65 F.R.D. 113 | D.D.C. | 1974
MEMORANDUM
This matter is before the Court on plaintiffs’ motion pursuant to Rule 23(c)(1) of the Federal Rules of Civil Procedure for an order directing that the above-captioned action be maintained as a class action under Rule 23(b)(2).
Plaintiffs are the District of Columbia Podiatry Society, a professional society of Doctors of Podiatric Medicine licensed to practice in the District of Columbia, and eleven podiatrists who are members of the Society. Defendants are the District of Columbia, its mayor-commissioner Walter Washington, and its Director of the Department of Human Resources, Joseph P. Yeldell.
Plaintiffs claim defendants have discriminated against podiatrists in favor of physicians in administering the Medicaid Program in the District of Columbia in violation of Titles XVIII and XIX of the Social Security Act (42 U.S.C. §§ 1395jff and 1396ff) and in violation of the due process clause of the Fifth Amendment to the United States Constitution.
Plaintiffs have moved to maintain a class action under Rule 23(b)(2), that
the party opposing the class has acted or refused to act on grounds generally applicable to the class, thereby making appropriate final injunctive relief or corresponding declaratory relief with respect to the class as a whole.
The Court is denying this motion. Totally apart from the question of whether the plaintiffs have met the requirements of Rule 23(a) and (b) for maintaining a class action, the Court concurs with a recent trend of cases in which applications for class actions have been denied when the declaratory and injunctive relief being sought can be shaped to have the same purpose and effect as a class action.
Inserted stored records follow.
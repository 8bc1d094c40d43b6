//! Common test utilities for E2E tests

#![allow(dead_code)]

use async_trait::async_trait;
use chrono::{TimeZone, Utc};
use featherlink::error::AppError;
use featherlink::upstream::{Entities, Post, Profile, TimelineClient, TimelineQuery};
use featherlink::{AppState, config};
use std::sync::{Arc, Mutex};
use tempfile::TempDir;
use tokio::net::TcpListener;

pub const DOMAIN: &str = "test.example.com";

/// In-memory upstream service
#[derive(Default)]
pub struct FakeTimeline {
    profiles: Mutex<Vec<Profile>>,
    posts: Mutex<Vec<Post>>,
}

impl FakeTimeline {
    pub fn add_profile(&self, profile: Profile) {
        self.profiles.lock().unwrap().push(profile);
    }

    /// Publish a post and update its author's latest status
    pub fn publish(&self, post: Post) {
        let mut profiles = self.profiles.lock().unwrap();
        if let Some(profile) = profiles.iter_mut().find(|p| p.id == post.user.id) {
            profile.status = Some(post.as_status_ref());
        }
        self.posts.lock().unwrap().push(post);
    }
}

#[async_trait]
impl TimelineClient for FakeTimeline {
    async fn get_profile(&self, handle: &str) -> Result<Profile, AppError> {
        self.profiles
            .lock()
            .unwrap()
            .iter()
            .find(|p| p.screen_name == handle)
            .cloned()
            .ok_or(AppError::NotFound)
    }

    async fn get_post(&self, id: u64) -> Result<Post, AppError> {
        self.posts
            .lock()
            .unwrap()
            .iter()
            .find(|p| p.id == id)
            .cloned()
            .ok_or(AppError::NotFound)
    }

    async fn get_timeline(&self, query: TimelineQuery) -> Result<Vec<Post>, AppError> {
        let mut posts: Vec<Post> = self
            .posts
            .lock()
            .unwrap()
            .iter()
            .filter(|p| p.user.id == query.account_id)
            .filter(|p| query.since_id.is_none_or(|since| p.id > since))
            .filter(|p| query.include_shares || p.retweeted_status.is_none())
            .cloned()
            .collect();
        posts.sort_by(|a, b| b.id.cmp(&a.id));
        posts.truncate(query.count as usize);
        Ok(posts)
    }
}

pub fn profile(id: u64, handle: &str) -> Profile {
    Profile {
        id,
        screen_name: handle.to_string(),
        name: format!("{} display", handle),
        description: Some(format!("{} bio", handle)),
        profile_image_url_https: Some(format!("https://img.example/{}.png", handle)),
        profile_banner_url: None,
        status: None,
    }
}

pub fn post(id: u64, author: &Profile, text: &str) -> Post {
    Post {
        id,
        text: text.to_string(),
        created_at: Utc.with_ymd_and_hms(2024, 5, 1, 12, 0, 0).unwrap() + chrono::Duration::seconds(id as i64),
        user: Profile {
            status: None,
            ..author.clone()
        },
        lang: Some("en".to_string()),
        entities: Entities::default(),
        retweeted_status: None,
        in_reply_to_status_id: None,
        in_reply_to_screen_name: None,
    }
}

/// Test configuration pointing at a database under `temp_dir`
pub fn test_config(temp_dir: &TempDir, poll_interval_seconds: u64) -> config::AppConfig {
    config::AppConfig {
        server: config::ServerConfig {
            host: "127.0.0.1".to_string(),
            port: 0,
            domain: DOMAIN.to_string(),
            protocol: "https".to_string(),
        },
        database: config::DatabaseConfig {
            path: temp_dir.path().join("test.db"),
        },
        upstream: config::UpstreamConfig {
            api_base_url: "http://127.0.0.1:9".to_string(),
            bearer_token: "test-token".to_string(),
            timeout_seconds: 5,
        },
        polling: config::PollingConfig {
            interval_seconds: poll_interval_seconds,
            page_size: 200,
        },
        feed: config::FeedConfig { page_size: 20 },
        keys: config::KeyConfig { bits: 1024 },
        logging: config::LoggingConfig {
            level: "info".to_string(),
            format: "pretty".to_string(),
        },
    }
}

/// Test server instance
pub struct TestServer {
    pub addr: String,
    pub state: AppState,
    pub upstream: Arc<FakeTimeline>,
    pub _temp_dir: TempDir,
    pub client: reqwest::Client,
}

impl TestServer {
    /// Create a new test server with `alice` (posts 1 and 2) and `bob` (no posts)
    pub async fn new() -> Self {
        let temp_dir = TempDir::new().unwrap();
        let config = test_config(&temp_dir, 900);

        let upstream = Arc::new(FakeTimeline::default());
        let alice = profile(1, "alice");
        upstream.add_profile(alice.clone());
        upstream.add_profile(profile(2, "bob"));
        upstream.publish(post(1, &alice, "first"));
        upstream.publish(post(2, &alice, "second\nline"));

        let state = AppState::with_client(config, upstream.clone()).await.unwrap();

        let client = reqwest::Client::builder()
            .timeout(std::time::Duration::from_secs(10))
            .build()
            .unwrap();

        // Bind to random port
        let listener = TcpListener::bind("127.0.0.1:0").await.unwrap();
        let addr = listener.local_addr().unwrap();
        let app = featherlink::build_router(state.clone());

        tokio::spawn(async move {
            axum::serve(listener, app).await.unwrap();
        });

        Self {
            addr: format!("http://{}", addr),
            state,
            upstream,
            _temp_dir: temp_dir,
            client,
        }
    }

    /// Get base URL for requests
    pub fn url(&self, path: &str) -> String {
        format!("{}{}", self.addr, path)
    }
}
In Ihrke v. Northern States Power Company, 459 F.2d 566, vacated as moot 409 U.S. 815, 93 S.Ct. 66, 34 L.Ed.2d 72 (1972) the Eighth Circuit upheld the trial court’s denial of class action treatment where the plaintiff was seeking a declaration that the Constitution requires notice and hearing before a utility can terminate service, saying
The prayer of the complaint (and of the amended complaint) is primarily for a declaratory judgment holding that the rules and regulations of Northern are unconstitutional in that they permit Northern to terminate the utility services of its customers without adequate prior notice and without a fair and impartial hearing. No damages are requested on behalf of the Ihrkes or on behalf of the class. The determination of the constitutional question can be made by the Court and the rules and regulations determined to be constitutional or unconstitutional regardless of whether this action is treated as an individual action or as a class action. No useful purpose would be served by permitting this-case to proceed as a class action.
459 F.2d 566, 572 (1972).
Similarly, in Martinez v. Richardson, 472 F.2d 1121 the Tenth Circuit upheld the trial court’s denial of class action treatment where the plaintiffs were seeking injunctive and other relief to prevent the Department of Health, Education and Welfare from terminating certain home health care benefits which are provided to the elderly under the Medicare program. In this case, as in the Ihrke case, the District Court had not given any reasons, for denying class status. The Circuit Court speculated that one reason the trial court might have dismissed the class action was because of the lack of requisite numerosity. But it added,
[A]s we view it, a class action was not demanded here because the same relief could be afforded without its use and seemingly the court had something of this kind in mind when it provided in paragraph 6 of its findings for further enforcement action if the same should become necessary.
472 F.2d 1121, 1127 (1973).
It is true that the Seventh Circuit said in Fujishima v. Board of Education, 460 F.2d 1355 that “[i]f the prerequisites and conditions of Fed.R.Civ.P. 23 are met, a court may not deny class status because there is no ‘need’ for it.” 460 F.2d 1355, 1360 (1972). But in commenting on this in Moore’s Federal Practice, Professor Lucas writes,
This appears to be an overstatement, since subparagraph (b)(2) provides that the propriety of injunctive or
3B J. Moore, Federal Practice ¶ 23.40 (1973 Supp. at 64).
In the instant ease, the relief being sought can be fashioned in such a way that it will have the same purpose and effect as a class action. Therefore the plaintiffs’ motion to maintain a class action will be denied.
. At the opposite extreme, Judge Garrity, writing for a three-judge court in Schneider v. Margossian, 349 F.Supp. 741, said, “As the use of the word ‘may’ in Rule 23(b) suggests, a court is not bound to let a case continue as a class action because the requirements of Rule 23 are met . . ..” 349 F.Supp. 741, 746 (D.Mass.1972). Professor Lucas comments,
With deference, it appears more probable that “may be maintained” as used in Rule 23(b) means that the plaintiff may so maintain it, not that the matter is in the discretion of the court. On the other hand, . . . when full relief can be given in an individual action it seems perfectly sound to decide that a class injunction is not appropriate.
3B J. Moore, Federal Practice ¶ 23.40 (1973 Supp. at 64).